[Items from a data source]
────────────────────────────────────────

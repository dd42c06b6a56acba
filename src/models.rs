//! Model definitions shared across the engine

use chrono::{DateTime, Duration, Utc};
use serde::{Deserialize, Serialize};

use crate::constants::DEFAULT_SCHEDULE_OFFSET_MINS;

/// Social platforms a post can target
#[derive(Debug, Clone, Copy, PartialEq, Eq, Serialize, Deserialize)]
#[serde(rename_all = "lowercase")]
pub enum Platform {
    Twitter,
    Instagram,
    Tiktok,
    Linkedin,
    Facebook,
    Youtube,
}

/// Post format
#[derive(Debug, Clone, Copy, PartialEq, Eq, Serialize, Deserialize)]
#[serde(rename_all = "lowercase")]
pub enum PostKind {
    Post,
    Story,
    Reel,
}

/// Lifecycle status, using the wire vocabulary the backend stores
#[derive(Debug, Clone, Copy, PartialEq, Eq, Serialize, Deserialize)]
#[serde(rename_all = "lowercase")]
pub enum PostStatus {
    Draft,
    Schedule,
    Public,
}

impl PostStatus {
    pub fn as_str(&self) -> &'static str {
        match self {
            PostStatus::Draft => "draft",
            PostStatus::Schedule => "schedule",
            PostStatus::Public => "public",
        }
    }
}

/// Dashboard tabs and the status each one queries for
#[derive(Debug, Clone, Copy, PartialEq, Eq)]
pub enum DashboardTab {
    Past,
    Upcoming,
    Drafts,
}

impl DashboardTab {
    pub fn status(&self) -> PostStatus {
        match self {
            DashboardTab::Past => PostStatus::Public,
            DashboardTab::Upcoming => PostStatus::Schedule,
            DashboardTab::Drafts => PostStatus::Draft,
        }
    }
}

/// Where the user currently is, as far as the engine needs to know
#[derive(Debug, Clone, Copy, PartialEq, Eq)]
pub enum View {
    Composer,
    Dashboard,
    Calendar,
    Mind,
}

/// The post under composition. Exactly one of these exists per store; its
/// identity stays `None` until the first successful persistence, after which
/// every save is an update keyed by that identity.
#[derive(Debug, Clone, PartialEq, Serialize, Deserialize)]
#[serde(rename_all = "camelCase")]
pub struct LiveDraft {
    #[serde(rename = "_id", default, skip_serializing_if = "Option::is_none")]
    pub id: Option<String>,
    #[serde(default)]
    pub user_id: String,
    pub title: String,
    pub content: String,
    pub hashtag: String,
    #[serde(default)]
    pub media_url: Vec<String>,
    #[serde(default)]
    pub platform: Vec<Platform>,
    #[serde(default, skip_serializing_if = "Option::is_none")]
    pub post_type: Option<PostKind>,
    pub status: PostStatus,
    pub schedule_date: DateTime<Utc>,
    #[serde(default)]
    pub instagram_location_id: String,
    #[serde(default)]
    pub facebook_location_id: String,
}

impl LiveDraft {
    /// Default draft a composer session starts from: no identity, draft
    /// status, nothing selected, scheduled a little into the future.
    pub fn empty() -> Self {
        Self {
            id: None,
            user_id: String::new(),
            title: String::new(),
            content: String::new(),
            hashtag: String::new(),
            media_url: Vec::new(),
            platform: Vec::new(),
            post_type: None,
            status: PostStatus::Draft,
            schedule_date: Utc::now() + Duration::minutes(DEFAULT_SCHEDULE_OFFSET_MINS),
            instagram_location_id: String::new(),
            facebook_location_id: String::new(),
        }
    }
}

/// Partial field set shallow-merged into the live draft. Only fields set to
/// `Some` change; everything else is left untouched.
#[derive(Debug, Clone, Default)]
pub struct DraftPatch {
    pub title: Option<String>,
    pub content: Option<String>,
    pub hashtag: Option<String>,
    pub media_url: Option<Vec<String>>,
    pub platform: Option<Vec<Platform>>,
    pub post_type: Option<PostKind>,
    pub status: Option<PostStatus>,
    pub schedule_date: Option<DateTime<Utc>>,
}

/// Closed set of single-field updates pushed outside the full save flow.
/// Platform membership is managed at the account layer and deliberately has
/// no variant here.
#[derive(Debug, Clone)]
pub enum DraftField {
    Kind(PostKind),
    Title(String),
    Content(String),
    Hashtag(String),
    Media(Vec<String>),
    ScheduleDate(DateTime<Utc>),
    InstagramLocation(String),
    FacebookLocation(String),
}

impl DraftField {
    pub(crate) fn apply(&self, draft: &mut LiveDraft) {
        match self {
            DraftField::Kind(kind) => draft.post_type = Some(*kind),
            DraftField::Title(title) => draft.title = title.clone(),
            DraftField::Content(content) => draft.content = content.clone(),
            DraftField::Hashtag(hashtag) => draft.hashtag = hashtag.clone(),
            DraftField::Media(urls) => draft.media_url = urls.clone(),
            DraftField::ScheduleDate(when) => draft.schedule_date = *when,
            DraftField::InstagramLocation(id) => draft.instagram_location_id = id.clone(),
            DraftField::FacebookLocation(id) => draft.facebook_location_id = id.clone(),
        }
    }
}

/// Canonical server copy of a post. The backend owns this; the client only
/// trusts its local draft once a round-trip hands one of these back.
#[derive(Debug, Clone, PartialEq, Serialize, Deserialize)]
#[serde(rename_all = "camelCase")]
pub struct PersistedPost {
    #[serde(rename = "_id")]
    pub id: String,
    #[serde(default)]
    pub user_id: String,
    #[serde(default)]
    pub title: String,
    #[serde(default)]
    pub content: String,
    #[serde(default)]
    pub hashtag: String,
    #[serde(default)]
    pub media_url: Vec<String>,
    #[serde(default)]
    pub platform: Vec<Platform>,
    #[serde(default, skip_serializing_if = "Option::is_none")]
    pub post_type: Option<PostKind>,
    pub status: PostStatus,
    #[serde(default)]
    pub schedule_date: Option<DateTime<Utc>>,
    #[serde(default)]
    pub created_at: Option<DateTime<Utc>>,
    #[serde(default)]
    pub instagram_location_id: String,
    #[serde(default)]
    pub facebook_location_id: String,
}

impl PersistedPost {
    /// The date a post is displayed and counted under: its schedule time,
    /// falling back to creation time for posts that never had one.
    pub fn display_date(&self) -> Option<DateTime<Utc>> {
        self.schedule_date.or(self.created_at)
    }
}

impl From<&PersistedPost> for LiveDraft {
    fn from(post: &PersistedPost) -> Self {
        LiveDraft {
            id: Some(post.id.clone()),
            user_id: post.user_id.clone(),
            title: post.title.clone(),
            content: post.content.clone(),
            hashtag: post.hashtag.clone(),
            media_url: post.media_url.clone(),
            platform: post.platform.clone(),
            post_type: post.post_type,
            status: post.status,
            schedule_date: post
                .display_date()
                .unwrap_or_else(|| Utc::now() + Duration::minutes(DEFAULT_SCHEDULE_OFFSET_MINS)),
            instagram_location_id: post.instagram_location_id.clone(),
            facebook_location_id: post.facebook_location_id.clone(),
        }
    }
}

/// Message sender roles as the transcript stores them
#[derive(Debug, Clone, Copy, PartialEq, Eq, Serialize, Deserialize)]
#[serde(rename_all = "lowercase")]
pub enum Sender {
    User,
    Mark,
    System,
}

/// Affordance carried by a system notice
#[derive(Debug, Clone, Copy, PartialEq, Eq, Serialize, Deserialize)]
#[serde(rename_all = "snake_case")]
pub enum MessageAction {
    OpenComposer,
}

/// One turn of the transcript. Append-only: never mutated after insertion.
#[derive(Debug, Clone, PartialEq, Serialize, Deserialize)]
pub struct ChatMessage {
    pub id: String,
    pub text: String,
    pub sender: Sender,
    pub timestamp: DateTime<Utc>,
    #[serde(default, skip_serializing_if = "Option::is_none")]
    pub action: Option<MessageAction>,
}

impl ChatMessage {
    fn new(text: impl Into<String>, sender: Sender) -> Self {
        let now = Utc::now();
        Self {
            id: now.timestamp_millis().to_string(),
            text: text.into(),
            sender,
            timestamp: now,
            action: None,
        }
    }

    pub fn user(text: impl Into<String>) -> Self {
        Self::new(text, Sender::User)
    }

    pub fn mark(text: impl Into<String>) -> Self {
        Self::new(text, Sender::Mark)
    }

    pub fn system(text: impl Into<String>) -> Self {
        Self::new(text, Sender::System)
    }

    pub fn system_with_action(text: impl Into<String>, action: MessageAction) -> Self {
        let mut message = Self::new(text, Sender::System);
        message.action = Some(action);
        message
    }
}
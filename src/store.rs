//! Shared in-memory state for the post being composed and its transcript.

use std::sync::Arc;

use tokio::sync::Mutex;

use crate::models::{ChatMessage, DraftPatch, LiveDraft, PersistedPost};

/// Handle shared between the composer, the chat controller and the
/// persistence synchronizer.
pub type SharedStore = Arc<Mutex<PostStore>>;

/// Single source of truth for the live draft and the chat transcript.
///
/// Exactly one live draft exists per store. Every component mutates it
/// through `set_live_draft`, which merges at field granularity: the last
/// caller to supply a field wins, and fields a call leaves out are never
/// touched.
#[derive(Debug)]
pub struct PostStore {
    draft: LiveDraft,
    messages: Vec<ChatMessage>,
    thinking: bool,
    editor_open: bool,
    /// Captured once at construction so every reset restores the identical
    /// empty draft, schedule time included.
    baseline: LiveDraft,
}

impl PostStore {
    pub fn new() -> Self {
        let baseline = LiveDraft::empty();
        Self {
            draft: baseline.clone(),
            messages: Vec::new(),
            thinking: false,
            editor_open: false,
            baseline,
        }
    }

    /// Store wrapped for sharing across async tasks.
    pub fn shared() -> SharedStore {
        Arc::new(Mutex::new(Self::new()))
    }

    pub fn live_draft(&self) -> &LiveDraft {
        &self.draft
    }

    pub fn messages(&self) -> &[ChatMessage] {
        &self.messages
    }

    pub fn thinking(&self) -> bool {
        self.thinking
    }

    pub fn editor_open(&self) -> bool {
        self.editor_open
    }

    /// Shallow-merges the supplied fields into the live draft.
    pub fn set_live_draft(&mut self, patch: DraftPatch) {
        if let Some(title) = patch.title {
            self.draft.title = title;
        }
        if let Some(content) = patch.content {
            self.draft.content = content;
        }
        if let Some(hashtag) = patch.hashtag {
            self.draft.hashtag = hashtag;
        }
        if let Some(media_url) = patch.media_url {
            self.draft.media_url = media_url;
        }
        if let Some(platform) = patch.platform {
            self.draft.platform = platform;
        }
        if let Some(post_type) = patch.post_type {
            self.draft.post_type = Some(post_type);
        }
        if let Some(status) = patch.status {
            self.draft.status = status;
        }
        if let Some(schedule_date) = patch.schedule_date {
            self.draft.schedule_date = schedule_date;
        }
    }

    /// Replaces the whole draft with the server's canonical copy.
    pub fn replace_live_draft(&mut self, draft: LiveDraft) {
        self.draft = draft;
    }

    /// Restores the default empty draft. Idempotent.
    pub fn reset_live_draft(&mut self) {
        self.draft = self.baseline.clone();
    }

    pub fn append_message(&mut self, message: ChatMessage) {
        self.messages.push(message);
    }

    /// Replaces the transcript wholesale (history load, explicit reset).
    pub fn replace_messages(&mut self, messages: Vec<ChatMessage>) {
        self.messages = messages;
    }

    pub fn set_thinking(&mut self, thinking: bool) {
        self.thinking = thinking;
    }

    /// Opens the editor over an existing post, or over a fresh draft.
    pub fn open_editor(&mut self, post: Option<&PersistedPost>) {
        self.draft = match post {
            Some(post) => LiveDraft::from(post),
            None => self.baseline.clone(),
        };
        self.editor_open = true;
    }

    /// Closes the editor and drops whatever was being edited.
    pub fn close_editor(&mut self) {
        self.editor_open = false;
        self.reset_live_draft();
    }
}

impl Default for PostStore {
    fn default() -> Self {
        Self::new()
    }
}
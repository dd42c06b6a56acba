//! Cached post collections backing the dashboard and calendar views.

use std::sync::Arc;

use chrono::NaiveDate;
use tokio::sync::Mutex;

use crate::api::{ApiClient, ApiError};
use crate::models::{DashboardTab, PersistedPost, PostStatus};
use crate::period::{self, CalendarView, Direction, PeriodWindow};

/// Handle shared between the dashboard, the calendar and the synchronizer.
pub type SharedPostCache = Arc<Mutex<PostCache>>;

/// Post collection for the active dashboard tab and period window.
///
/// The cache never assumes it reflects committed state after a mutation;
/// `resync` refetches the whole window from the backend.
#[derive(Debug)]
pub struct PostCache {
    view: CalendarView,
    window: PeriodWindow,
    tab: DashboardTab,
    posts: Vec<PersistedPost>,
    stale: bool,
}

impl PostCache {
    /// Cache anchored at `today`, starting on the month view of past posts.
    pub fn new(today: NaiveDate) -> Self {
        let window = period::window_for(CalendarView::Month, today)
            .unwrap_or(PeriodWindow { start: today, end: today });
        Self {
            view: CalendarView::Month,
            window,
            tab: DashboardTab::Past,
            posts: Vec::new(),
            stale: true,
        }
    }

    /// Cache wrapped for sharing across async tasks.
    pub fn shared(today: NaiveDate) -> SharedPostCache {
        Arc::new(Mutex::new(Self::new(today)))
    }

    pub fn view(&self) -> CalendarView {
        self.view
    }

    pub fn window(&self) -> PeriodWindow {
        self.window
    }

    pub fn tab(&self) -> DashboardTab {
        self.tab
    }

    pub fn posts(&self) -> &[PersistedPost] {
        &self.posts
    }

    /// True once the collection no longer matches its query and needs a
    /// resync.
    pub fn is_stale(&self) -> bool {
        self.stale
    }

    pub fn contains(&self, id: &str) -> bool {
        self.posts.iter().any(|post| post.id == id)
    }

    /// Switches the dashboard tab.
    pub fn set_tab(&mut self, tab: DashboardTab) {
        self.tab = tab;
        self.stale = true;
    }

    /// Switches month/week display, re-anchoring the window at `today`.
    pub fn set_view(&mut self, view: CalendarView, today: NaiveDate) {
        if let Some(window) = period::window_for(view, today) {
            self.view = view;
            self.window = window;
            self.stale = true;
        }
    }

    /// Pages the window one period forward or back.
    pub fn advance(&mut self, direction: Direction) {
        if let Some(next) = period::advance(&self.window, self.view, direction) {
            self.window = next;
            self.stale = true;
        }
    }

    /// Published posts whose display date falls inside the window.
    pub fn published_count(&self) -> usize {
        self.count_with_status(PostStatus::Public)
    }

    /// Scheduled posts whose display date falls inside the window.
    pub fn scheduled_count(&self) -> usize {
        self.count_with_status(PostStatus::Schedule)
    }

    fn count_with_status(&self, status: PostStatus) -> usize {
        self.posts
            .iter()
            .filter(|post| post.status == status)
            .filter(|post| {
                post.display_date()
                    .map(|date| self.window.contains(date.date_naive()))
                    .unwrap_or(false)
            })
            .count()
    }

    pub(crate) fn query(&self) -> (PostStatus, PeriodWindow) {
        (self.tab.status(), self.window)
    }

    pub(crate) fn install(&mut self, posts: Vec<PersistedPost>) {
        self.posts = posts;
        self.stale = false;
    }
}

/// Refetches the cached collection for the cache's active tab and window.
///
/// The query is snapshotted before the fetch and the result installed after
/// it, so the lock is never held across the network call; if the window
/// changes mid-fetch the later resync wins.
pub async fn resync(cache: &SharedPostCache, api: &ApiClient) -> Result<(), ApiError> {
    let (status, window) = {
        let cache = cache.lock().await;
        cache.query()
    };
    let posts = api.list_posts(status, window.start, window.end).await?;
    cache.lock().await.install(posts);
    Ok(())
}
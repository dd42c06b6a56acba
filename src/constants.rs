//! Application constants

/// Delay before an in-flight chat turn shows the thinking indicator (2 s)
pub const THINKING_DELAY_MS: u64 = 2000;

/// Greeting prompt sent to the assistant when a chat session opens
pub const KICKOFF_PROMPT: &str =
    "Introduce yourself briefly and ask what I would like to post about today.";

/// Transcript notice shown when a reply carries neither text nor a post
pub const UNPROCESSABLE_REPLY: &str =
    "I am sorry, looks like I am not able to process any request. Can you please try again?";

/// Transcript notice shown when the assistant hands back a finished post
pub const POST_READY_NOTICE: &str = "Mark has created the post. Click to view.";

/// Minutes ahead of now a fresh draft is scheduled for
pub const DEFAULT_SCHEDULE_OFFSET_MINS: i64 = 15;

/// Timeout for calls to the scheduling backend (60 s)
pub const REQUEST_TIMEOUT_SECS: u64 = 60;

────────────────────────────────────────

#### [Work to be completed]
Determine which lines above include the word "Upcoming", and report those lines in full.

#### [Output for this exercise]
    Upcoming,
            DashboardTab::Upcoming => PostStatus::Schedule,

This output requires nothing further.